Постойте, часы, не летите так быстро, дайте вздохнуть, дайте подумать, решить: что же делать, как быть?
Иногда наяву Наташа бредила расправой с пауками, бросалась на стены, ловила пустоту, смеялась сухим, черствым смехом. Потом часами сидела, не двигаясь или раскачиваясь, и повторяла одно и то же:
— Убью, убью, убью…
Вскакивала и кричала:
— Ага, попались! Где мой Лешка, куда дели? Оплели, погубили, высосали кровь? Проклятые!
Редко возвращалась ясная мысль. Тогда приходили слезы. Наташа горько плакала, придумывала Лешке новые ласковые имена и прозвища, и становилось легче.

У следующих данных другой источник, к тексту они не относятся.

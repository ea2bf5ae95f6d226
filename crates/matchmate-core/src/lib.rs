//! Core library for matchmate.
//!
//! Fetches batches of user profiles from a remote API, caches them locally
//! and records accept/decline decisions:
//!
//! - `api`: the `ProfileSource` seam and its HTTP client
//! - `cache`: the on-disk profile store
//! - `config`: endpoint, batch size and cache location
//! - `models`: `Profile` and `MatchStatus`
//! - `sync`: `ProfileSynchronizer`, which ties the above together

pub mod api;
pub mod cache;
pub mod config;
pub mod models;
pub mod sync;

pub use api::{ApiClient, ApiError, ProfileSource, RemoteUser};
pub use cache::CacheManager;
pub use config::Config;
pub use models::{MatchStatus, Profile};
pub use sync::{ProfileSynchronizer, RefreshOutcome, StatusUpdate, SubscriptionId};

Ночью видела она один и тот же сон: будто на лугу, среди желтых цветов, в ясный день видит она Лешку. Тот идет к ней, и так хочется Наташе его видеть, так хочется, сил нет! Так хочется много-много ему рассказать, очень важное, очень большое. Она идет к нему навстречу и обмахивается платком… До чего же жарок день! А Лешка совсем близко, еще единый миг — и она возьмет его руку, прижмется к нему, расцелует… Но ноги вдруг прилипали к земле, наливались тяжестью, не поднять их, не переступить, каждый шаг — неизъяснимая мука. Но каждый шаг — к нему, с каждым шагом он ближе! Со стоном поднимает она ноги, и все труднее, все труднее идти, боже, какая мука! А он уже рядом, руку протянул…
И… сгинул!
Блещет звезда, заглядывая в оконце. Аксинья стонет и скрипит во сне зубами. Петух закричал; росно, прохладно, над речкой повис пар.